» Task instructions
Nothing in the data may be altered, so output all of it exactly.

» Dataset entries

════════

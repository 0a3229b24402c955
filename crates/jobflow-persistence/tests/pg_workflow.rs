//! Paridad con el backend en memoria sobre Postgres.
//! Requiere DATABASE_URL; sin ella los tests se saltan.


use jobflow_core::{Action, JobState, JobflowError, Missing, NewStep, StepSpec};
use jobflow_persistence::pg_engine;
use serde_json::json;
use test_support::with_pool;

fn three_steps() -> Vec<(usize, StepSpec)> {
    vec![(0, StepSpec::new(NewStep::named("one"), Action::GoToStep(1)).with_reject(Action::EndJob)),
         (1, StepSpec::new(NewStep::named("two"), Action::GoToStep(2)).with_reject(Action::EndJob)),
         (2, StepSpec::new(NewStep::named("three"), Action::EndJob))]
}

#[test]
fn pg_steps_are_listed_in_supplied_order() {
    let Some(pool) = with_pool(|p| p.clone()) else {
        eprintln!("skip pg_steps_are_listed_in_supplied_order (no DATABASE_URL)");
        return;
    };
    let engine = pg_engine(pool);
    let bp = engine.create_blueprint("pg-order").unwrap();
    // Orden de llegada distinto del orden de índices.
    let entries = vec![(1, StepSpec::new(NewStep::named("second"), Action::EndJob)),
                       (0, StepSpec::new(NewStep::named("first"), Action::GoToStep(1)))];
    let bp = engine.set_steps(bp.id, entries).unwrap();
    let steps = engine.steps(bp.id).unwrap();
    let names: Vec<&str> = steps.iter().map(|s| s.name.as_str()).collect();
    assert_eq!(names, vec!["second", "first"]);
    assert_eq!(bp.execution_table.entry(0).unwrap().step_id, steps[1].id);

    let reloaded = engine.blueprint(bp.id).unwrap();
    assert_eq!(reloaded.execution_table, bp.execution_table);
    engine.delete_blueprint(bp.id).unwrap();
}

#[test]
fn pg_job_walks_to_finish_and_guards_terminal_state() {
    let Some(pool) = with_pool(|p| p.clone()) else {
        eprintln!("skip pg_job_walks_to_finish_and_guards_terminal_state (no DATABASE_URL)");
        return;
    };
    let engine = pg_engine(pool);
    let bp = engine.create_blueprint("pg-walk").unwrap();
    engine.set_steps(bp.id, three_steps()).unwrap();
    let steps = engine.steps(bp.id).unwrap();
    let job = engine.create_job(bp.id).unwrap();

    assert_eq!(engine.start(job.id).unwrap(), steps[0]);
    engine.accept_step(job.id).unwrap();
    engine.accept_step(job.id).unwrap();
    assert_eq!(engine.current_step(job.id).unwrap(), steps[2]);
    let done = engine.accept_step(job.id).unwrap();
    assert_eq!(done.state, JobState::Finished);
    assert_eq!(done.current_execution_step, None);
    assert_eq!(engine.accept_step(job.id), Err(JobflowError::AlreadyFinished(job.id)));
    assert_eq!(engine.job(job.id).unwrap().version, done.version);

    engine.delete_blueprint(bp.id).unwrap();
    assert_eq!(engine.job(job.id), Err(JobflowError::NotFound(Missing::Job(job.id))));
}

#[test]
fn pg_step_data_round_trip() {
    let Some(pool) = with_pool(|p| p.clone()) else {
        eprintln!("skip pg_step_data_round_trip (no DATABASE_URL)");
        return;
    };
    let engine = pg_engine(pool);
    let bp = engine.create_blueprint("pg-data").unwrap();
    engine.set_steps(bp.id, three_steps()).unwrap();
    let job = engine.create_job(bp.id).unwrap();
    engine.start(job.id).unwrap();

    engine.set_data_for_step(job.id, 0, json!({"abc": 123})).unwrap();
    assert_eq!(engine.get_data_for_step(job.id, 0).unwrap(), json!({"abc": 123}));
    assert_eq!(engine.get_data_for_step(job.id, 2),
               Err(JobflowError::NotFound(Missing::Data { index: 2 })));
    engine.delete_blueprint(bp.id).unwrap();
}

#[test]
fn pg_stale_save_is_a_version_conflict() {
    use jobflow_core::{JobRepository, StoreError};

    let Some(pool) = with_pool(|p| p.clone()) else {
        eprintln!("skip pg_stale_save_is_a_version_conflict (no DATABASE_URL)");
        return;
    };
    let engine = pg_engine(pool);
    let bp = engine.create_blueprint("pg-cas").unwrap();
    engine.set_steps(bp.id, three_steps()).unwrap();
    let job = engine.create_job(bp.id).unwrap();
    engine.start(job.id).unwrap();

    let stale = engine.job(job.id).unwrap();
    engine.accept_step(job.id).unwrap();
    assert_eq!(engine.job_store().save_job(&stale), Err(StoreError::VersionConflict(job.id)));
    assert_eq!(engine.job(job.id).unwrap().current_execution_step, Some(1));
    engine.delete_blueprint(bp.id).unwrap();
}

#[test]
fn pg_set_steps_twice_rolls_back() {
    let Some(pool) = with_pool(|p| p.clone()) else {
        eprintln!("skip pg_set_steps_twice_rolls_back (no DATABASE_URL)");
        return;
    };
    let engine = pg_engine(pool);
    let bp = engine.create_blueprint("pg-twice").unwrap();
    engine.set_steps(bp.id, three_steps()).unwrap();
    assert!(matches!(engine.set_steps(bp.id, three_steps()), Err(JobflowError::InvalidDefinition(_))));
    assert_eq!(engine.steps(bp.id).unwrap().len(), 3);
    engine.delete_blueprint(bp.id).unwrap();
}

════════

» Solution
repository 0a3229b24402c955
filename crates/jobflow-persistence/tests/pg_workflow.rs
//! Paridad con el backend en memoria sobre Postgres.
//! Requiere DATABASE_URL; sin ella los tests se saltan.


use jobflow_core::{Action, JobState, JobflowError, Missing, NewStep, StepSpec};
use jobflow_persistence::pg_engine;
use serde_json::json;
use test_support::with_pool;

fn three_steps() -> Vec<(usize, StepSpec)> {
    vec![(0, StepSpec::new(NewStep::named("one"), Action::GoToStep(1)).with_reject(Action::EndJob)),
         (1, StepSpec::new(NewStep::named("two"), Action::GoToStep(2)).with_reject(Action::EndJob)),
         (2, StepSpec::new(NewStep::named("three"), Action::EndJob))]
}

#[test]
fn pg_steps_are_listed_in_supplied_order() {
    let Some(pool) = with_pool(|p| p.clone()) else {
        eprintln!("skip pg_steps_are_listed_in_supplied_order (no DATABASE_URL)");
        return;
    };
    let engine = pg_engine(pool);
    let bp = engine.create_blueprint("pg-order").unwrap();
    // Orden de llegada distinto del orden de índices.
    let entries = vec![(1, StepSpec::new(NewStep::named("second"), Action::EndJob)),
                       (0, StepSpec::new(NewStep::named("first"), Action::GoToStep(1)))];
    let bp = engine.set_steps(bp.id, entries).unwrap();
    let steps = engine.steps(bp.id).unwrap();
    let names: Vec<&str> = steps.iter().map(|s| s.name.as_str()).collect();
    assert_eq!(names, vec!["second", "first"]);
    assert_eq!(bp.execution_table.entry(0).unwrap().step_id, steps[1].id);

    let reloaded = engine.blueprint(bp.id).unwrap();
    assert_eq!(reloaded.execution_table, bp.execution_table);
    engine.delete_blueprint(bp.id).unwrap();
}

#[test]
fn pg_job_walks_to_finish_and_guards_terminal_state() {
    let Some(pool) = with_pool(|p| p.clone()) else {
        eprintln!("skip pg_job_walks_to_finish_and_guards_terminal_state (no DATABASE_URL)");
        return;
    };
    let engine = pg_engine(pool);
    let bp = engine.create_blueprint("pg-walk").unwrap();
    engine.set_steps(bp.id, three_steps()).unwrap();
    let steps = engine.steps(bp.id).unwrap();
    let job = engine.create_job(bp.id).unwrap();

    assert_eq!(engine.start(job.id).unwrap(), steps[0]);
    engine.accept_step(job.id).unwrap();
    engine.accept_step(job.id).unwrap();
    assert_eq!(engine.current_step(job.id).unwrap(), steps[2]);
    let done = engine.accept_step(job.id).unwrap();
    assert_eq!(done.state, JobState::Finished);
    assert_eq!(done.current_execution_step, None);
    assert_eq!(engine.accept_step(job.id), Err(JobflowError::AlreadyFinished(job.id)));
    assert_eq!(engine.job(job.id).unwrap().version, done.version);

    engine.delete_blueprint(bp.id).unwrap();
    assert_eq!(engine.job(job.id), Err(JobflowError::NotFound(Missing::Job(job.id))));
}

#[test]
fn pg_step_data_round_trip() {
    let Some(pool) = with_pool(|p| p.clone()) else {
        eprintln!("skip pg_step_data_round_trip (no DATABASE_URL)");
        return;
    };
    let engine = pg_engine(pool);
    let bp = engine.create_blueprint("pg-data").unwrap();
    engine.set_steps(bp.id, three_steps()).unwrap();
    let job = engine.create_job(bp.id).unwrap();
    engine.start(job.id).unwrap();

    engine.set_data_for_step(job.id, 0, json!({"abc": 123})).unwrap();
    assert_eq!(engine.get_data_for_step(job.id, 0).unwrap(), json!({"abc": 123}));
    assert_eq!(engine.get_data_for_step(job.id, 2),
               Err(JobflowError::NotFound(Missing::Data { index: 2 })));
    engine.delete_blueprint(bp.id).unwrap();
}

#[test]
fn pg_stale_save_is_a_version_conflict() {
    use jobflow_core::{JobRepository, StoreError};

    let Some(pool) = with_pool(|p| p.clone()) else {
        eprintln!("skip pg_stale_save_is_a_version_conflict (no DATABASE_URL)");
        return;
    };
    let engine = pg_engine(pool);
    let bp = engine.create_blueprint("pg-cas").unwrap();
    engine.set_steps(bp.id, three_steps()).unwrap();
    let job = engine.create_job(bp.id).unwrap();
    engine.start(job.id).unwrap();

    let stale = engine.job(job.id).unwrap();
    engine.accept_step(job.id).unwrap();
    assert_eq!(engine.job_store().save_job(&stale), Err(StoreError::VersionConflict(job.id)));
    assert_eq!(engine.job(job.id).unwrap().current_execution_step, Some(1));
    engine.delete_blueprint(bp.id).unwrap();
}

#[test]
fn pg_set_steps_twice_rolls_back() {
    let Some(pool) = with_pool(|p| p.clone()) else {
        eprintln!("skip pg_set_steps_twice_rolls_back (no DATABASE_URL)");
        return;
    };
    let engine = pg_engine(pool);
    let bp = engine.create_blueprint("pg-twice").unwrap();
    engine.set_steps(bp.id, three_steps()).unwrap();
    assert!(matches!(engine.set_steps(bp.id, three_steps()), Err(JobflowError::InvalidDefinition(_))));
    assert_eq!(engine.steps(bp.id).unwrap().len(), 3);
    engine.delete_blueprint(bp.id).unwrap();
}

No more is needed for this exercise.